Arranging Wireless Computers Greatest signal gain
There are some issues to consider when, positioning computers on a wireless home or business network.
One is the distance between wireless systems, the other is potential sources of interference with the wireless radio signals.
Proper antenna configuration is a critical factor in maximizing radio range. As a general guide, range increases (higher is better) in proportion to antenna height.
Interference will always be present, your signal has to fight through interference, reducing your throughput.
Jupiter Research reports 67% percent of all residential Wi-Fi problems are linked to interfering devices, such as cordless phones, baby monitors, and microwave ovens, bluetooth, wireless video cameras, outdoor microwave links, wireless game controllers etc.
Irrespective of any other measure used, the location and configuration of all antennas should be carefully calculated to maximize coverage where it is necessary and minimize the signal where it is not wanted.
Move the wireless router or antenna to a different location – higher is always better when arranging wireless computers.

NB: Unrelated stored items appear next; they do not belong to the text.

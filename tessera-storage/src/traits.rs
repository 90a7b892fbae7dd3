//! Store capability traits.
//!
//! These traits abstract over the concrete engines (Redis, PostgreSQL,
//! in-memory). Implementations must be thread-safe: request workers and the
//! background sync task share one instance of each.

use async_trait::async_trait;
use std::time::Duration;
use tessera_core::{ActionClass, EntryKey, TenantId, TesseraResult, Timestamp};

/// The low-latency layer serving live reads and writes.
///
/// Logical layout: one map of key to value per tenant namespace. Each
/// single-key operation must be atomic with respect to the others.
#[async_trait]
pub trait FastStore: Send + Sync {
    /// Insert or overwrite a value.
    async fn put(&self, tenant: &TenantId, key: &EntryKey, value: &[u8]) -> TesseraResult<()>;

    /// Read a value, or `None` if the key is absent.
    async fn get(&self, tenant: &TenantId, key: &EntryKey) -> TesseraResult<Option<Vec<u8>>>;

    /// Remove a key. Returns whether it existed; removing an absent key is
    /// not an error.
    async fn remove(&self, tenant: &TenantId, key: &EntryKey) -> TesseraResult<bool>;

    /// Enumerate every tenant that currently holds at least one key.
    async fn list_tenants(&self) -> TesseraResult<Vec<TenantId>>;

    /// Enumerate the keys currently held for one tenant.
    async fn list_keys(&self, tenant: &TenantId) -> TesseraResult<Vec<EntryKey>>;

    /// Check that the engine is reachable.
    async fn ping(&self) -> TesseraResult<()>;
}

/// The persistent layer used for retention and footprint accounting.
///
/// Logical layout: one table keyed by `(tenant, key)` with value and
/// last-updated columns.
#[async_trait]
pub trait DurableStore: Send + Sync {
    /// Insert or overwrite the row for `(tenant, key)`. Value and timestamp
    /// are replaced unconditionally.
    async fn upsert(
        &self,
        tenant: &TenantId,
        key: &EntryKey,
        value: &[u8],
        updated_at: Timestamp,
    ) -> TesseraResult<()>;

    /// Delete the row for `(tenant, key)`. Returns whether a row existed.
    async fn delete(&self, tenant: &TenantId, key: &EntryKey) -> TesseraResult<bool>;

    /// Summed byte length of all of the tenant's values.
    async fn footprint(&self, tenant: &TenantId) -> TesseraResult<u64>;

    /// The tenant's oldest row by `updated_at`, ties broken by key order.
    async fn oldest(&self, tenant: &TenantId) -> TesseraResult<Option<(EntryKey, Timestamp)>>;

    /// Read one row's value and timestamp.
    async fn get(
        &self,
        tenant: &TenantId,
        key: &EntryKey,
    ) -> TesseraResult<Option<(Vec<u8>, Timestamp)>>;

    /// Check that the engine is reachable.
    async fn ping(&self) -> TesseraResult<()>;
}

/// Storage for fixed-window quota counters.
///
/// `try_acquire` must check and increment in one atomic step: under any
/// interleaving of concurrent callers at most `limit` calls per window may
/// return `true`.
#[async_trait]
pub trait QuotaBackend: Send + Sync {
    /// Consume one unit for `(tenant, action)` if the current window still
    /// has room. The window starts at the first unit consumed and lasts
    /// `window`; once it has elapsed the next call starts a fresh one.
    async fn try_acquire(
        &self,
        tenant: &TenantId,
        action: ActionClass,
        limit: u32,
        window: Duration,
    ) -> TesseraResult<bool>;

    /// Drop counters whose window has elapsed. Returns how many were removed.
    ///
    /// Engines whose counters expire on their own can keep the default.
    async fn prune_expired(&self, _window: Duration) -> TesseraResult<usize> {
        Ok(0)
    }
}
//! In-process store engines.
//!
//! These implement the same contracts as the Redis and PostgreSQL engines
//! and are what the test-suite runs against. Maps are ordered so tenant and
//! key enumeration is deterministic.

use async_trait::async_trait;
use dashmap::DashMap;
use std::collections::BTreeMap;
use std::sync::RwLock;
use std::time::Duration;
use tokio::time::Instant;

use tessera_core::{
    ActionClass, DurableRow, EntryKey, StorageError, TenantId, TesseraResult, Timestamp,
};

use crate::traits::{DurableStore, FastStore, QuotaBackend};

type TenantMap<V> = BTreeMap<TenantId, BTreeMap<EntryKey, V>>;

// ============================================================================
// FAST LAYER
// ============================================================================

/// In-memory fast layer: one ordered map per tenant.
///
/// A tenant's map is dropped when its last key is removed, so a tenant with
/// zero keys is not enumerated.
#[derive(Debug, Default)]
pub struct MemoryFastStore {
    tenants: RwLock<TenantMap<Vec<u8>>>,
}

impl MemoryFastStore {
    pub fn new() -> Self {
        Self::default()
    }

    /// Number of keys held for a tenant.
    pub fn key_count(&self, tenant: &TenantId) -> usize {
        self.tenants
            .read()
            .map(|t| t.get(tenant).map_or(0, BTreeMap::len))
            .unwrap_or(0)
    }
}

#[async_trait]
impl FastStore for MemoryFastStore {
    async fn put(&self, tenant: &TenantId, key: &EntryKey, value: &[u8]) -> TesseraResult<()> {
        let mut tenants = self.tenants.write().map_err(|_| StorageError::LockPoisoned)?;
        tenants
            .entry(tenant.clone())
            .or_default()
            .insert(key.clone(), value.to_vec());
        Ok(())
    }

    async fn get(&self, tenant: &TenantId, key: &EntryKey) -> TesseraResult<Option<Vec<u8>>> {
        let tenants = self.tenants.read().map_err(|_| StorageError::LockPoisoned)?;
        Ok(tenants.get(tenant).and_then(|keys| keys.get(key)).cloned())
    }

    async fn remove(&self, tenant: &TenantId, key: &EntryKey) -> TesseraResult<bool> {
        let mut tenants = self.tenants.write().map_err(|_| StorageError::LockPoisoned)?;
        let Some(keys) = tenants.get_mut(tenant) else {
            return Ok(false);
        };
        let existed = keys.remove(key).is_some();
        if keys.is_empty() {
            tenants.remove(tenant);
        }
        Ok(existed)
    }

    async fn list_tenants(&self) -> TesseraResult<Vec<TenantId>> {
        let tenants = self.tenants.read().map_err(|_| StorageError::LockPoisoned)?;
        Ok(tenants.keys().cloned().collect())
    }

    async fn list_keys(&self, tenant: &TenantId) -> TesseraResult<Vec<EntryKey>> {
        let tenants = self.tenants.read().map_err(|_| StorageError::LockPoisoned)?;
        Ok(tenants
            .get(tenant)
            .map(|keys| keys.keys().cloned().collect())
            .unwrap_or_default())
    }

    async fn ping(&self) -> TesseraResult<()> {
        Ok(())
    }
}

// ============================================================================
// DURABLE LAYER
// ============================================================================

/// In-memory durable layer keyed by `(tenant, key)`.
#[derive(Debug, Default)]
pub struct MemoryDurableStore {
    rows: RwLock<TenantMap<(Vec<u8>, Timestamp)>>,
}

impl MemoryDurableStore {
    pub fn new() -> Self {
        Self::default()
    }

    /// All rows of one tenant in key order.
    pub fn rows(&self, tenant: &TenantId) -> Vec<DurableRow> {
        let Ok(rows) = self.rows.read() else {
            return Vec::new();
        };
        rows.get(tenant)
            .map(|keys| {
                keys.iter()
                    .map(|(key, (value, updated_at))| DurableRow {
                        tenant: tenant.clone(),
                        key: key.clone(),
                        value: value.clone(),
                        updated_at: *updated_at,
                    })
                    .collect()
            })
            .unwrap_or_default()
    }

    /// Total number of rows across all tenants.
    pub fn row_count(&self) -> usize {
        self.rows
            .read()
            .map(|rows| rows.values().map(BTreeMap::len).sum())
            .unwrap_or(0)
    }
}

#[async_trait]
impl DurableStore for MemoryDurableStore {
    async fn upsert(
        &self,
        tenant: &TenantId,
        key: &EntryKey,
        value: &[u8],
        updated_at: Timestamp,
    ) -> TesseraResult<()> {
        let mut rows = self.rows.write().map_err(|_| StorageError::LockPoisoned)?;
        rows.entry(tenant.clone())
            .or_default()
            .insert(key.clone(), (value.to_vec(), updated_at));
        Ok(())
    }

    async fn delete(&self, tenant: &TenantId, key: &EntryKey) -> TesseraResult<bool> {
        let mut rows = self.rows.write().map_err(|_| StorageError::LockPoisoned)?;
        let Some(keys) = rows.get_mut(tenant) else {
            return Ok(false);
        };
        let existed = keys.remove(key).is_some();
        if keys.is_empty() {
            rows.remove(tenant);
        }
        Ok(existed)
    }

    async fn footprint(&self, tenant: &TenantId) -> TesseraResult<u64> {
        let rows = self.rows.read().map_err(|_| StorageError::LockPoisoned)?;
        Ok(rows
            .get(tenant)
            .map(|keys| keys.values().map(|(value, _)| value.len() as u64).sum())
            .unwrap_or(0))
    }

    async fn oldest(&self, tenant: &TenantId) -> TesseraResult<Option<(EntryKey, Timestamp)>> {
        let rows = self.rows.read().map_err(|_| StorageError::LockPoisoned)?;
        // Keys iterate in order, so min_by_key keeps the first key on ties.
        Ok(rows.get(tenant).and_then(|keys| {
            keys.iter()
                .min_by_key(|(_, (_, updated_at))| *updated_at)
                .map(|(key, (_, updated_at))| (key.clone(), *updated_at))
        }))
    }

    async fn get(
        &self,
        tenant: &TenantId,
        key: &EntryKey,
    ) -> TesseraResult<Option<(Vec<u8>, Timestamp)>> {
        let rows = self.rows.read().map_err(|_| StorageError::LockPoisoned)?;
        Ok(rows.get(tenant).and_then(|keys| keys.get(key)).cloned())
    }

    async fn ping(&self) -> TesseraResult<()> {
        Ok(())
    }
}

// ============================================================================
// QUOTA COUNTERS
// ============================================================================

#[derive(Debug, Clone, Copy)]
struct WindowCounter {
    window_start: Instant,
    count: u32,
}

/// In-process fixed-window counters.
///
/// Expiry is an explicit `window_start + window` comparison against a
/// monotonic clock. The check and the increment happen while holding the
/// DashMap shard lock for the counter's entry, so they form one atomic step.
#[derive(Debug, Default)]
pub struct WindowCounters {
    counters: DashMap<(TenantId, ActionClass), WindowCounter>,
}

impl WindowCounters {
    pub fn new() -> Self {
        Self::default()
    }

    /// Number of live counters.
    pub fn len(&self) -> usize {
        self.counters.len()
    }

    pub fn is_empty(&self) -> bool {
        self.counters.is_empty()
    }

    fn acquire_at(
        &self,
        tenant: &TenantId,
        action: ActionClass,
        limit: u32,
        window: Duration,
        now: Instant,
    ) -> bool {
        let mut counter = self
            .counters
            .entry((tenant.clone(), action))
            .or_insert(WindowCounter {
                window_start: now,
                count: 0,
            });

        if now.duration_since(counter.window_start) >= window {
            counter.window_start = now;
            counter.count = 0;
        }

        if counter.count >= limit {
            return false;
        }
        counter.count += 1;
        true
    }
}

#[async_trait]
impl QuotaBackend for WindowCounters {
    async fn try_acquire(
        &self,
        tenant: &TenantId,
        action: ActionClass,
        limit: u32,
        window: Duration,
    ) -> TesseraResult<bool> {
        Ok(self.acquire_at(tenant, action, limit, window, Instant::now()))
    }

    async fn prune_expired(&self, window: Duration) -> TesseraResult<usize> {
        let now = Instant::now();
        let before = self.counters.len();
        self.counters
            .retain(|_, counter| now.duration_since(counter.window_start) < window);
        Ok(before.saturating_sub(self.counters.len()))
    }
}

#[cfg(test)]
mod tests {
    use super::*;
    use chrono::{TimeZone, Utc};
    use std::sync::Arc;

    fn tenant(name: &str) -> TenantId {
        TenantId::new(name).unwrap()
    }

    fn key(name: &str) -> EntryKey {
        EntryKey::new(name).unwrap()
    }

    fn at(secs: i64) -> Timestamp {
        Utc.timestamp_opt(1_700_000_000 + secs, 0).unwrap()
    }

    #[tokio::test]
    async fn test_fast_put_get_remove() {
        let store = MemoryFastStore::new();
        let t = tenant("acme");

        store.put(&t, &key("cfg1"), br#"{"x":1}"#).await.unwrap();
        assert_eq!(
            store.get(&t, &key("cfg1")).await.unwrap(),
            Some(br#"{"x":1}"#.to_vec())
        );

        assert!(store.remove(&t, &key("cfg1")).await.unwrap());
        assert!(!store.remove(&t, &key("cfg1")).await.unwrap());
        assert_eq!(store.get(&t, &key("cfg1")).await.unwrap(), None);
    }

    #[tokio::test]
    async fn test_fast_empty_tenant_not_enumerated() {
        let store = MemoryFastStore::new();
        let t = tenant("acme");
        store.put(&t, &key("a"), b"1").await.unwrap();
        assert_eq!(store.list_tenants().await.unwrap(), vec![t.clone()]);

        store.remove(&t, &key("a")).await.unwrap();
        assert!(store.list_tenants().await.unwrap().is_empty());
        assert!(store.list_keys(&t).await.unwrap().is_empty());
    }

    #[tokio::test]
    async fn test_fast_tenants_are_isolated() {
        let store = MemoryFastStore::new();
        store.put(&tenant("a"), &key("k"), b"1").await.unwrap();
        store.put(&tenant("b"), &key("k"), b"2").await.unwrap();

        store.remove(&tenant("a"), &key("k")).await.unwrap();
        assert_eq!(
            store.get(&tenant("b"), &key("k")).await.unwrap(),
            Some(b"2".to_vec())
        );
    }

    #[tokio::test]
    async fn test_durable_footprint_and_oldest() {
        let store = MemoryDurableStore::new();
        let t = tenant("acme");

        store.upsert(&t, &key("b"), b"12345", at(10)).await.unwrap();
        store.upsert(&t, &key("a"), b"123", at(20)).await.unwrap();
        store.upsert(&tenant("other"), &key("z"), b"1", at(0)).await.unwrap();

        assert_eq!(store.footprint(&t).await.unwrap(), 8);
        assert_eq!(
            store.oldest(&t).await.unwrap(),
            Some((key("b"), at(10)))
        );
    }

    #[tokio::test]
    async fn test_durable_oldest_tie_breaks_by_key() {
        let store = MemoryDurableStore::new();
        let t = tenant("acme");
        store.upsert(&t, &key("m"), b"1", at(5)).await.unwrap();
        store.upsert(&t, &key("c"), b"1", at(5)).await.unwrap();
        store.upsert(&t, &key("x"), b"1", at(5)).await.unwrap();

        assert_eq!(store.oldest(&t).await.unwrap(), Some((key("c"), at(5))));
    }

    #[tokio::test]
    async fn test_durable_oldest_tie_break_is_byte_order() {
        let store = MemoryDurableStore::new();
        let t = tenant("acme");
        store.upsert(&t, &key("a"), b"1", at(5)).await.unwrap();
        store.upsert(&t, &key("B"), b"1", at(5)).await.unwrap();

        assert_eq!(store.oldest(&t).await.unwrap(), Some((key("B"), at(5))));
    }

    #[tokio::test]
    async fn test_durable_upsert_overwrites() {
        let store = MemoryDurableStore::new();
        let t = tenant("acme");
        store.upsert(&t, &key("k"), b"old-value", at(1)).await.unwrap();
        store.upsert(&t, &key("k"), b"new", at(2)).await.unwrap();

        assert_eq!(
            store.get(&t, &key("k")).await.unwrap(),
            Some((b"new".to_vec(), at(2)))
        );
        assert_eq!(store.footprint(&t).await.unwrap(), 3);
        assert_eq!(store.row_count(), 1);
    }

    #[tokio::test]
    async fn test_durable_empty_tenant() {
        let store = MemoryDurableStore::new();
        let t = tenant("ghost");
        assert_eq!(store.footprint(&t).await.unwrap(), 0);
        assert_eq!(store.oldest(&t).await.unwrap(), None);
        assert!(!store.delete(&t, &key("k")).await.unwrap());
    }

    #[tokio::test(start_paused = true)]
    async fn test_window_counter_ceiling_and_reset() {
        let counters = WindowCounters::new();
        let t = tenant("acme");
        let window = Duration::from_secs(60);

        for _ in 0..3 {
            assert!(counters.try_acquire(&t, ActionClass::Write, 3, window).await.unwrap());
        }
        assert!(!counters.try_acquire(&t, ActionClass::Write, 3, window).await.unwrap());

        tokio::time::advance(Duration::from_secs(59)).await;
        assert!(!counters.try_acquire(&t, ActionClass::Write, 3, window).await.unwrap());

        tokio::time::advance(Duration::from_secs(1)).await;
        assert!(counters.try_acquire(&t, ActionClass::Write, 3, window).await.unwrap());
    }

    #[tokio::test(start_paused = true)]
    async fn test_window_counters_are_per_action() {
        let counters = WindowCounters::new();
        let t = tenant("acme");
        let window = Duration::from_secs(60);

        assert!(counters.try_acquire(&t, ActionClass::Write, 1, window).await.unwrap());
        assert!(!counters.try_acquire(&t, ActionClass::Write, 1, window).await.unwrap());
        assert!(counters.try_acquire(&t, ActionClass::Read, 1, window).await.unwrap());
        assert!(counters.try_acquire(&tenant("other"), ActionClass::Write, 1, window).await.unwrap());
    }

    #[tokio::test(start_paused = true)]
    async fn test_prune_expired() {
        let counters = WindowCounters::new();
        let window = Duration::from_secs(60);
        counters.try_acquire(&tenant("a"), ActionClass::Read, 5, window).await.unwrap();
        tokio::time::advance(Duration::from_secs(30)).await;
        counters.try_acquire(&tenant("b"), ActionClass::Read, 5, window).await.unwrap();
        tokio::time::advance(Duration::from_secs(31)).await;

        assert_eq!(counters.prune_expired(window).await.unwrap(), 1);
        assert_eq!(counters.len(), 1);
    }

    #[tokio::test(flavor = "multi_thread", worker_threads = 4)]
    async fn test_window_counter_atomic_under_contention() {
        let counters = Arc::new(WindowCounters::new());
        let window = Duration::from_secs(3600);
        let mut handles = Vec::new();

        for _ in 0..16 {
            let counters = Arc::clone(&counters);
            handles.push(tokio::spawn(async move {
                let t = TenantId::new("hot").unwrap();
                let mut granted = 0u32;
                for _ in 0..50 {
                    if counters
                        .try_acquire(&t, ActionClass::Write, 100, window)
                        .await
                        .unwrap()
                    {
                        granted += 1;
                    }
                }
                granted
            }));
        }

        let mut total = 0;
        for handle in handles {
            total += handle.await.unwrap();
        }
        assert_eq!(total, 100);
    }
}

Wireless distances can be tricky
When arranging wireless computers, although there are usually ways to extend distance when using signal boosters and multiple wireless routers or access points.
Wi-Fi networking can work through most walls and other building structures, but the range is much better in open spaces.
- The range of wireless adapters outdoors can be up to 1500 feet (457 meters)
- Indoors at up to 300 feet (91 meters)
Ranges – Under ideal circumstances without interference
When arranging wireless computers. The indoor range is the most sensitive and really depends on the structural elements of your home.
Range of a wireless system is based more on the frequency, then the band that it operates in vs. the standard that it uses.
Which Will Have The Best Range
Although makers of 802.11a equipment might disagree, the 5GHz frequency that 802.11a wireless equipment operates in results in a shorter range than 802.11b or g,n products when used in the typical residential environment.
802.11b and g,n-based equipment operates in the lower-frequency 2.4GHz frequency band, which suffers from less signal reduction when passing through the walls and ceilings of your home.
802.11b and 802.11n,g’s range advantages will tend to be neutralized if your wireless LAN is set up in an “open field” environment that has no obstructions between the Access Points and clients.
Large amounts of metals in the walls can be a problem for example heating-air conditioning-metal lath, especially older homes.
Wireless networks broadcast on the same 2.4Ghz frequency as cordless phones and microwave ovens.
These devices are not supposed to interfere with each other, but occasionally they might, so try and keep your computers away from the devices
(ex: microwave ovens, cordless phones) this is especially true for base stations.
The 802.11a equipment, and especially the dual band A and G products, is appealing in cases where there is potential conflicts, specifically.
if you are heavily dependent on 2.4GHz cordless phones, and most of the cordless phones use this range.